## Task prompt:
How many lines in the records below contain the word "engine"? Answer with the number alone.

## Records for the task:

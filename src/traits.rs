//! Seam between the aggregation engine and the routing provider.
//!
//! The engine only needs one road route per leg. Concrete providers (OSRM,
//! test doubles) implement [`RoutingProvider`].

use crate::polyline::Polyline;

/// Road route for a single leg, in the provider's units.
#[derive(Debug, Clone, PartialEq)]
pub struct RoutingResult {
    pub geometry: Polyline,
    pub distance_m: f64,
    pub duration_s: f64,
}

impl RoutingResult {
    pub fn distance_km(&self) -> f64 {
        self.distance_m / 1000.0
    }

    pub fn duration_min(&self) -> f64 {
        self.duration_s / 60.0
    }

    /// Distance and duration are finite and non-negative.
    pub fn is_well_formed(&self) -> bool {
        self.distance_m.is_finite()
            && self.duration_s.is_finite()
            && self.distance_m >= 0.0
            && self.duration_s >= 0.0
    }
}

/// Outcome of one provider call.
///
/// Transport errors, non-success statuses and "no route" answers all collapse
/// into `Failure`; callers cannot and should not tell them apart.
#[derive(Debug, Clone, PartialEq)]
pub enum RoutingResponse {
    Success(RoutingResult),
    Failure,
}

/// Provides a driving route between two (lat, lng) points.
///
/// Implementations must be callable from several worker threads at once and
/// must bound each call by their own timeout.
pub trait RoutingProvider: Sync {
    fn fetch_leg(&self, origin: (f64, f64), destination: (f64, f64)) -> RoutingResponse;
}
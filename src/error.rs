//! Pre-flight configuration errors.
//!
//! Only failures detected before any network call surface here. A leg that
//! cannot be routed is not an error; see [`crate::traits::RoutingResponse`].

use thiserror::Error;

#[derive(Debug, Clone, PartialEq, Error)]
pub enum PlanError {
    #[error("at least one destination must be selected")]
    NoDestinations,

    #[error("coordinate record must carry a non-empty client identifier")]
    EmptyClient,

    #[error("invalid {field} for client {client}: {value}")]
    InvalidCoordinate {
        client: String,
        field: &'static str,
        value: f64,
    },

    #[error("unknown vehicle {0}")]
    UnknownVehicle(String),

    #[error("vehicle {vehicle} has non-positive consumption rate {value}")]
    InvalidConsumption { vehicle: String, value: f64 },

    #[error("vehicle {vehicle} has invalid fuel price {value}")]
    InvalidFuelPrice { vehicle: String, value: f64 },

    #[error("vehicle {vehicle} has invalid capacity {value}")]
    InvalidCapacity { vehicle: String, value: f64 },

    #[error("trip mode requires a single origin; client {client} departs from a different one")]
    MixedOrigins { client: String },

    #[error("failed to build worker pool: {0}")]
    WorkerPool(String),
}
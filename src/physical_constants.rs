//! Fixed physical constants (CODATA 2018) in SI units.

/// @brief Speed of light c (in m s^-1).
pub const SPEED_OF_LIGHT_IN_SI: f64 = 299_792_458.;

/// @brief Newton gravity constant G (in m^3 kg^-1 s^-2).
pub const NEWTON_G_IN_SI: f64 = 6.67430e-11;

/// @brief Reduced Planck constant hbar (in J s).
pub const HBAR_IN_SI: f64 = 1.054_571_817e-34;

/// @brief Boltzmann constant k (in J K^-1).
pub const BOLTZMANN_K_IN_SI: f64 = 1.380_649e-23;

/// @brief Kilometre (in m).
pub const KM_IN_SI: f64 = 1_000.;

/// @brief Megaparsec (in m).
pub const MPC_IN_SI: f64 = 3.085_677_581_491_367e22;

/// @brief Radiation constant a = pi^2 k^4 / (15 hbar^3 c^3) (in J m^-3 K^-4).
pub const RADIATION_A_IN_SI: f64 = std::f64::consts::PI
    * std::f64::consts::PI
    * (BOLTZMANN_K_IN_SI * BOLTZMANN_K_IN_SI * BOLTZMANN_K_IN_SI * BOLTZMANN_K_IN_SI)
    / (15.
        * (HBAR_IN_SI * HBAR_IN_SI * HBAR_IN_SI)
        * (SPEED_OF_LIGHT_IN_SI * SPEED_OF_LIGHT_IN_SI * SPEED_OF_LIGHT_IN_SI));

#[cfg(test)]
mod test {
    use super::*;
    use float_cmp::assert_approx_eq;

    #[test]
    fn test_radiation_constant() {
        // 4 sigma / c with sigma the Stefan-Boltzmann constant
        let sigma = 5.670_374_419e-8;
        let expected = 4. * sigma / SPEED_OF_LIGHT_IN_SI;
        assert_approx_eq!(f64, RADIATION_A_IN_SI / expected, 1., epsilon = 1e-8);
    }
}
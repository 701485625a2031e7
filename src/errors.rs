use thiserror::Error;

#[derive(Error, Debug, Clone, Copy, PartialEq)]
pub enum ScalesError {
    #[error("collapse length must be positive, got {0} m")]
    InvalidLength(f64),

    #[error("Hubble constant must be a positive finite number of km/s/Mpc, got {0}")]
    InvalidHubbleConstant(f64),
}

pub type ScalesResult<T> = Result<T, ScalesError>;
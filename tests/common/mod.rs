use rand::{rngs::StdRng, Rng, SeedableRng};

/// Hubble constants bracketing every measured value (in km s^-1 Mpc^-1).
pub const H0_VALUES: [f64; 3] = [50., 70., 100.];

/// Reproducible source of random Hubble constants.
pub fn h0_sampler(seed: u64) -> impl Iterator<Item = f64> {
    let mut rng = StdRng::seed_from_u64(seed);
    std::iter::repeat_with(move || rng.gen_range(1.0..1000.0))
}

macro_rules! assert_rel_eq {
    ($value:expr, $expected:expr, $rel:expr) => {
        float_cmp::assert_approx_eq!(f64, $value / $expected, 1., epsilon = $rel);
    };
}

pub(crate) use assert_rel_eq;
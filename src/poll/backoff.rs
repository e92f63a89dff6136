//! Staged poll interval table.

use std::time::Duration;

use crate::error::LapseError;

/// Maps an attempt count to a multiple of the base poll interval.
///
/// `thresholds[i]` is the first attempt count that uses `multipliers[i + 1]`;
/// counts below `thresholds[0]` use `multipliers[0]`.
///
/// # Example
/// ```
/// use std::time::Duration;
/// use lapse::poll::BackoffSchedule;
///
/// let schedule = BackoffSchedule::default();
/// let base = Duration::from_millis(15_000);
/// assert_eq!(schedule.interval_for(base, 4), Duration::from_millis(15_000));
/// assert_eq!(schedule.interval_for(base, 5), Duration::from_millis(30_000));
/// assert_eq!(schedule.interval_for(base, 20), Duration::from_millis(120_000));
/// ```
#[derive(Debug, Clone, PartialEq, Eq)]
pub struct BackoffSchedule {
    thresholds: Vec<u32>,
    multipliers: Vec<u32>,
}

impl Default for BackoffSchedule {
    fn default() -> Self {
        Self {
            thresholds: vec![5, 10, 20],
            multipliers: vec![1, 2, 4, 8],
        }
    }
}

impl BackoffSchedule {
    /// Build a schedule, rejecting tables that would shrink the interval or
    /// leave an attempt count without a multiplier.
    pub fn new(thresholds: Vec<u32>, multipliers: Vec<u32>) -> Result<Self, LapseError> {
        if multipliers.len() != thresholds.len() + 1 {
            return Err(LapseError::Configuration(format!(
                "backoff needs {} multipliers for {} thresholds, got {}",
                thresholds.len() + 1,
                thresholds.len(),
                multipliers.len()
            )));
        }
        if thresholds.windows(2).any(|pair| pair[0] >= pair[1]) {
            return Err(LapseError::Configuration(
                "backoff thresholds must be strictly ascending".to_string(),
            ));
        }
        if multipliers.iter().any(|m| *m == 0) {
            return Err(LapseError::Configuration(
                "backoff multipliers must be at least 1".to_string(),
            ));
        }
        if multipliers.windows(2).any(|pair| pair[0] > pair[1]) {
            return Err(LapseError::Configuration(
                "backoff multipliers must not decrease".to_string(),
            ));
        }
        Ok(Self {
            thresholds,
            multipliers,
        })
    }

    pub fn thresholds(&self) -> &[u32] {
        &self.thresholds
    }

    pub fn multipliers(&self) -> &[u32] {
        &self.multipliers
    }

    pub fn multiplier_for(&self, attempt_count: u32) -> u32 {
        let stage = self
            .thresholds
            .iter()
            .take_while(|threshold| attempt_count >= **threshold)
            .count();
        self.multipliers
            .get(stage)
            .or_else(|| self.multipliers.last())
            .copied()
            .unwrap_or(1)
    }

    pub fn interval_for(&self, base: Duration, attempt_count: u32) -> Duration {
        base.saturating_mul(self.multiplier_for(attempt_count))
    }
}

#[cfg(test)]
mod tests {
    use super::*;

    #[test]
    fn default_table_boundaries() {
        let schedule = BackoffSchedule::default();
        let cases = [
            (0, 1),
            (4, 1),
            (5, 2),
            (9, 2),
            (10, 4),
            (19, 4),
            (20, 8),
            (500, 8),
        ];
        for (attempt, expected) in cases {
            assert_eq!(schedule.multiplier_for(attempt), expected, "attempt {attempt}");
        }
    }

    #[test]
    fn interval_is_monotonic_in_attempts() {
        let schedule = BackoffSchedule::default();
        let base = Duration::from_millis(15_000);
        let intervals: Vec<_> = (0..40).map(|n| schedule.interval_for(base, n)).collect();
        assert!(intervals.windows(2).all(|pair| pair[0] <= pair[1]));
    }

    #[test]
    fn custom_table_is_honoured() {
        let schedule = BackoffSchedule::new(vec![2], vec![1, 3]).unwrap();
        let base = Duration::from_secs(1);
        assert_eq!(schedule.interval_for(base, 1), Duration::from_secs(1));
        assert_eq!(schedule.interval_for(base, 2), Duration::from_secs(3));
    }

    #[test]
    fn empty_thresholds_mean_a_flat_interval() {
        let schedule = BackoffSchedule::new(vec![], vec![3]).unwrap();
        assert_eq!(schedule.multiplier_for(0), 3);
        assert_eq!(schedule.multiplier_for(1000), 3);
    }

    #[test]
    fn invalid_tables_are_rejected() {
        assert!(BackoffSchedule::new(vec![5, 10], vec![1, 2]).is_err());
        assert!(BackoffSchedule::new(vec![10, 5], vec![1, 2, 4]).is_err());
        assert!(BackoffSchedule::new(vec![5, 5], vec![1, 2, 4]).is_err());
        assert!(BackoffSchedule::new(vec![5], vec![0, 2]).is_err());
        assert!(BackoffSchedule::new(vec![5], vec![4, 2]).is_err());
    }
}
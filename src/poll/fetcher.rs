//! Collaborator trait the poller fetches through.

use async_trait::async_trait;
use serde_json::{Map, Value};

use super::error::FetchError;
use super::status::StatusValue;

/// One observation of a resource: its status plus whatever else the server
/// returned alongside it.
#[derive(Debug, Clone, PartialEq)]
pub struct StatusReport<S> {
    pub status: S,
    pub fields: Map<String, Value>,
}

impl<S> StatusReport<S> {
    pub fn new(status: S) -> Self {
        Self {
            status,
            fields: Map::new(),
        }
    }

    pub fn with_field(mut self, key: impl Into<String>, value: Value) -> Self {
        self.fields.insert(key.into(), value);
        self
    }
}

/// Fetches the current status of a watched resource.
#[async_trait]
pub trait StatusFetcher<S: StatusValue>: Send + Sync {
    async fn fetch_status(&self, resource_id: &str) -> Result<StatusReport<S>, FetchError>;
}
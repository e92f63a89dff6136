//! reqwest-backed collaborators.

use std::marker::PhantomData;
use std::sync::Arc;
use std::time::Duration;

use async_trait::async_trait;
use bon::Builder;
use reqwest::StatusCode;
use serde::de::DeserializeOwned;
use serde::{Deserialize, Serialize};
use serde_json::{Map, Value};
use tracing::debug;

use crate::auth::{AuthError, Credential, CredentialRefresher, Reachability, SessionStore};
use crate::poll::{FetchError, StatusFetcher, StatusReport, StatusValue};
use crate::util::timeout::with_timeout;

const DEFAULT_REQUEST_TIMEOUT: Duration = Duration::from_secs(30);
const DEFAULT_PROBE_TIMEOUT: Duration = Duration::from_secs(5);

#[derive(Serialize)]
struct RefreshRequest<'a> {
    refresh_token: &'a str,
}

#[derive(Deserialize)]
struct RefreshResponse {
    access_token: String,
    refresh_token: Option<String>,
}

/// Renews credentials by POSTing the refresh token as JSON.
///
/// # Example
/// ```
/// use lapse::transport::HttpRefresher;
///
/// let refresher = HttpRefresher::builder()
///     .refresh_url("https://auth.example.com/token/refresh")
///     .build();
/// assert_eq!(refresher.refresh_url(), "https://auth.example.com/token/refresh");
/// ```
#[derive(Debug, Clone, Builder)]
pub struct HttpRefresher {
    #[builder(into)]
    refresh_url: String,
    #[builder(default)]
    client: reqwest::Client,
    #[builder(default = DEFAULT_REQUEST_TIMEOUT)]
    timeout: Duration,
}

impl HttpRefresher {
    pub fn refresh_url(&self) -> &str {
        &self.refresh_url
    }

    async fn exchange(&self, refresh_token: &str) -> Result<Credential, AuthError> {
        let resp = self
            .client
            .post(&self.refresh_url)
            .header("Accept", "application/json")
            .json(&RefreshRequest { refresh_token })
            .send()
            .await?;

        let status = resp.status();
        if matches!(
            status,
            StatusCode::BAD_REQUEST | StatusCode::UNAUTHORIZED | StatusCode::FORBIDDEN
        ) {
            let body = resp.text().await.unwrap_or_default();
            return Err(AuthError::CredentialRejected(format!(
                "refresh endpoint returned {status}: {}",
                body.trim()
            )));
        }
        if !status.is_success() {
            return Err(AuthError::InvalidResponse(format!(
                "refresh endpoint returned {status}"
            )));
        }

        let payload: RefreshResponse = resp.json().await?;
        if payload.access_token.is_empty() {
            return Err(AuthError::InvalidResponse(
                "refresh response carried an empty access token".into(),
            ));
        }
        Ok(Credential::new(
            payload.access_token,
            payload
                .refresh_token
                .unwrap_or_else(|| refresh_token.to_string()),
        ))
    }
}

#[async_trait]
impl CredentialRefresher for HttpRefresher {
    async fn refresh(&self, refresh_token: &str) -> Result<Credential, AuthError> {
        with_timeout(self.timeout, self.exchange(refresh_token)).await
    }
}

/// Fetches `GET {base_url}/{resource_id}` and reads `status` from the body.
///
/// Every other top-level field of the body is kept in
/// [`StatusReport::fields`]. When a session is attached its access token is
/// sent as a bearer token.
#[derive(Builder)]
pub struct HttpStatusFetcher<S> {
    #[builder(into)]
    base_url: String,
    #[builder(default)]
    client: reqwest::Client,
    session: Option<Arc<SessionStore>>,
    #[builder(default = DEFAULT_REQUEST_TIMEOUT)]
    timeout: Duration,
    #[builder(skip)]
    _status: PhantomData<fn() -> S>,
}

impl<S> HttpStatusFetcher<S> {
    pub fn base_url(&self) -> &str {
        &self.base_url
    }

    fn resource_url(&self, resource_id: &str) -> String {
        format!("{}/{}", self.base_url.trim_end_matches('/'), resource_id)
    }
}

impl<S: StatusValue + DeserializeOwned> HttpStatusFetcher<S> {
    async fn get(&self, resource_id: &str) -> Result<StatusReport<S>, FetchError> {
        let mut request = self
            .client
            .get(self.resource_url(resource_id))
            .header("Accept", "application/json");
        if let Some(token) = self.session.as_ref().and_then(|s| s.access_token()) {
            request = request.bearer_auth(token);
        }
        let resp = request.send().await?;

        let status = resp.status();
        if !status.is_success() {
            let body = resp.text().await.unwrap_or_default();
            return Err(FetchError::Status {
                status: status.as_u16(),
                message: body.trim().to_string(),
            });
        }

        let mut fields: Map<String, Value> = resp.json().await?;
        let raw = fields
            .remove("status")
            .ok_or_else(|| FetchError::InvalidResponse("response has no status field".into()))?;
        let status = serde_json::from_value(raw)
            .map_err(|e| FetchError::InvalidResponse(format!("unrecognized status: {e}")))?;
        debug!(resource_id, "Fetched resource status");
        Ok(StatusReport { status, fields })
    }
}

#[async_trait]
impl<S: StatusValue + DeserializeOwned> StatusFetcher<S> for HttpStatusFetcher<S> {
    async fn fetch_status(&self, resource_id: &str) -> Result<StatusReport<S>, FetchError> {
        with_timeout(self.timeout, self.get(resource_id)).await
    }
}

/// Treats the network as reachable when a HEAD probe gets any HTTP response.
#[derive(Debug, Clone, Builder)]
pub struct HttpReachability {
    #[builder(into)]
    probe_url: String,
    #[builder(default)]
    client: reqwest::Client,
    #[builder(default = DEFAULT_PROBE_TIMEOUT)]
    timeout: Duration,
}

#[async_trait]
impl Reachability for HttpReachability {
    async fn is_reachable(&self) -> bool {
        let probe = self.client.head(&self.probe_url).send();
        match tokio::time::timeout(self.timeout, probe).await {
            Ok(Ok(_)) => true,
            Ok(Err(e)) => {
                debug!(error = %e, "Reachability probe failed");
                false
            }
            Err(_) => {
                debug!("Reachability probe timed out");
                false
            }
        }
    }
}
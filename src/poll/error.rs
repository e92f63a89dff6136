use thiserror::Error;

/// A status fetch that did not produce a status. Never fatal to the poll loop.
#[derive(Debug, Clone, PartialEq, Eq, Error)]
pub enum FetchError {
    #[error("Network error: {0}")]
    Network(String),
    #[error("Status request failed with HTTP {status}: {message}")]
    Status { status: u16, message: String },
    #[error("Invalid response: {0}")]
    InvalidResponse(String),
    #[error("Timed out after {0}ms")]
    Timeout(u64),
}

impl From<reqwest::Error> for FetchError {
    fn from(error: reqwest::Error) -> Self {
        if error.is_decode() {
            Self::InvalidResponse(error.to_string())
        } else {
            Self::Network(error.to_string())
        }
    }
}

/// Misuse of the poller API.
#[derive(Debug, Clone, PartialEq, Eq, Error)]
pub enum PollError {
    #[error("Resource {0} is already being watched")]
    AlreadyWatching(String),
    #[error("Watch on resource {0} is no longer active")]
    NotActive(String),
}
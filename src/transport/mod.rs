//! HTTP implementations of the refresh, status and reachability collaborators.

pub mod http;

pub use http::{HttpReachability, HttpRefresher, HttpStatusFetcher};
//! CLI entry point for Lapse.

pub mod inspect;
pub mod watch;

use std::path::PathBuf;

use clap::{Parser, Subcommand};
use tracing_subscriber::{fmt, prelude::*, EnvFilter};

/// Lapse credential and status tooling
#[derive(Parser, Debug)]
#[command(name = "lapse", version, about = "Inspect credentials and watch resource status")]
pub struct Cli {
    #[command(subcommand)]
    pub command: Commands,
}

/// Top-level CLI commands.
#[derive(Subcommand, Debug)]
pub enum Commands {
    /// Decode an access token and show its renewal timing
    Inspect(InspectArgs),
    /// Poll a reservation until it reaches a terminal status
    Watch(WatchArgs),
}

/// Arguments for `lapse inspect`.
#[derive(Parser, Debug)]
pub struct InspectArgs {
    /// Access token (JWT)
    pub token: String,

    /// Seconds before expiry at which renewal is due
    #[arg(long, default_value_t = 120)]
    pub buffer_secs: u64,
}

/// Arguments for `lapse watch`.
#[derive(Parser, Debug)]
pub struct WatchArgs {
    /// Resource to watch
    pub resource_id: String,

    /// Base URL the resource id is appended to
    #[arg(long)]
    pub url: String,

    /// Bearer token sent with each fetch
    #[arg(long)]
    pub token: Option<String>,

    /// TOML config file
    #[arg(long)]
    pub config: Option<PathBuf>,
}

/// Install the fmt subscriber. `RUST_LOG` overrides the default filter.
pub fn init_tracing() {
    let filter = EnvFilter::try_from_default_env().unwrap_or_else(|_| EnvFilter::new("lapse=info"));
    let _ = tracing_subscriber::registry()
        .with(fmt::layer().with_target(false).with_writer(std::io::stderr))
        .with(filter)
        .try_init();
}
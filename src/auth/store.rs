use std::fs;
use std::path::{Path, PathBuf};
use std::sync::Mutex;

use chrono::{DateTime, Utc};
use serde::{Deserialize, Serialize};

use super::error::AuthError;
use super::token::Credential;

const CREDENTIAL_FILE_NAME: &str = "credential.toml";
const CREDENTIAL_FILE_VERSION: u32 = 1;

/// Storage abstraction for the persisted credential pair.
pub trait CredentialStore: Send + Sync {
    fn load(&self) -> Result<Option<Credential>, AuthError>;
    fn persist(&self, credential: &Credential) -> Result<(), AuthError>;
    fn clear(&self) -> Result<(), AuthError>;
}

/// Configuration for file-backed credential storage.
#[derive(Debug, Clone)]
pub struct CredentialStoreConfig {
    pub base_dir: PathBuf,
}

impl CredentialStoreConfig {
    pub fn new(base_dir: PathBuf) -> Self {
        Self { base_dir }
    }

    pub fn default_dir() -> PathBuf {
        default_lapse_dir()
    }
}

/// File-backed credential store using a single TOML file.
///
/// # Example
/// ```no_run
/// use lapse::auth::{Credential, CredentialStore, FileCredentialStore};
///
/// let store = FileCredentialStore::new_default();
/// store.persist(&Credential::new("access", "refresh"))?;
/// # Ok::<(), lapse::auth::AuthError>(())
/// ```
#[derive(Debug, Clone)]
pub struct FileCredentialStore {
    base_dir: PathBuf,
}

impl FileCredentialStore {
    pub fn new(config: CredentialStoreConfig) -> Self {
        Self {
            base_dir: config.base_dir,
        }
    }

    pub fn new_default() -> Self {
        Self {
            base_dir: default_lapse_dir(),
        }
    }

    pub fn credential_path(&self) -> PathBuf {
        self.base_dir.join(CREDENTIAL_FILE_NAME)
    }

    fn ensure_parent(path: &Path) -> Result<(), AuthError> {
        if let Some(parent) = path.parent() {
            fs::create_dir_all(parent)?;
        }
        Ok(())
    }
}

impl CredentialStore for FileCredentialStore {
    fn load(&self) -> Result<Option<Credential>, AuthError> {
        let path = self.credential_path();
        let raw = match fs::read_to_string(&path) {
            Ok(data) => data,
            Err(err) if err.kind() == std::io::ErrorKind::NotFound => return Ok(None),
            Err(err) => return Err(AuthError::Io(err.to_string())),
        };
        let file: CredentialFile = toml::from_str(&raw)?;
        if file.version != CREDENTIAL_FILE_VERSION {
            return Err(AuthError::Serialization(format!(
                "unsupported credential file version {} at {}",
                file.version,
                path.display()
            )));
        }
        Ok(Some(file.credential))
    }

    fn persist(&self, credential: &Credential) -> Result<(), AuthError> {
        let path = self.credential_path();
        Self::ensure_parent(&path)?;
        let file = CredentialFile {
            version: CREDENTIAL_FILE_VERSION,
            saved_at: Utc::now(),
            credential: credential.clone(),
        };
        let serialized = toml::to_string(&file)?;
        fs::write(&path, serialized)?;
        #[cfg(unix)]
        {
            use std::os::unix::fs::PermissionsExt;
            fs::set_permissions(&path, fs::Permissions::from_mode(0o600))?;
        }
        Ok(())
    }

    fn clear(&self) -> Result<(), AuthError> {
        match fs::remove_file(self.credential_path()) {
            Ok(()) => Ok(()),
            Err(err) if err.kind() == std::io::ErrorKind::NotFound => Ok(()),
            Err(err) => Err(AuthError::Io(err.to_string())),
        }
    }
}

/// Process-local credential store.
#[derive(Debug, Default)]
pub struct MemoryCredentialStore {
    credential: Mutex<Option<Credential>>,
}

impl MemoryCredentialStore {
    pub fn new() -> Self {
        Self::default()
    }

    pub fn with_credential(credential: Credential) -> Self {
        Self {
            credential: Mutex::new(Some(credential)),
        }
    }

    fn slot(&self) -> std::sync::MutexGuard<'_, Option<Credential>> {
        self.credential
            .lock()
            .unwrap_or_else(|poisoned| poisoned.into_inner())
    }
}

impl CredentialStore for MemoryCredentialStore {
    fn load(&self) -> Result<Option<Credential>, AuthError> {
        Ok(self.slot().clone())
    }

    fn persist(&self, credential: &Credential) -> Result<(), AuthError> {
        *self.slot() = Some(credential.clone());
        Ok(())
    }

    fn clear(&self) -> Result<(), AuthError> {
        *self.slot() = None;
        Ok(())
    }
}

#[derive(Debug, Clone, Serialize, Deserialize)]
struct CredentialFile {
    version: u32,
    saved_at: DateTime<Utc>,
    credential: Credential,
}

fn default_lapse_dir() -> PathBuf {
    directories::UserDirs::new()
        .map(|dirs| dirs.home_dir().join(".lapse"))
        .unwrap_or_else(|| PathBuf::from(".lapse"))
}
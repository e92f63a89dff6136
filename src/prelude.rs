//! Convenience re-exports for common use.

pub use crate::auth::{
    AlwaysReachable, AuthError, Credential, CredentialRefresher, CredentialStore, Reachability,
    RefreshOutcome, RefreshScheduler, RefreshState, Session, SessionStore, SignOutRequired,
};
pub use crate::client::SessionClient;
pub use crate::config::LapseConfig;
pub use crate::error::{LapseError, Result};
pub use crate::poll::{
    AppLifecycle, AppState, FetchError, LifecycleSource, PollError, PollSession,
    ReservationStatus, StatusFetcher, StatusPoller, StatusReport, StatusValue, WatchHandle,
};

## Problem solution:
2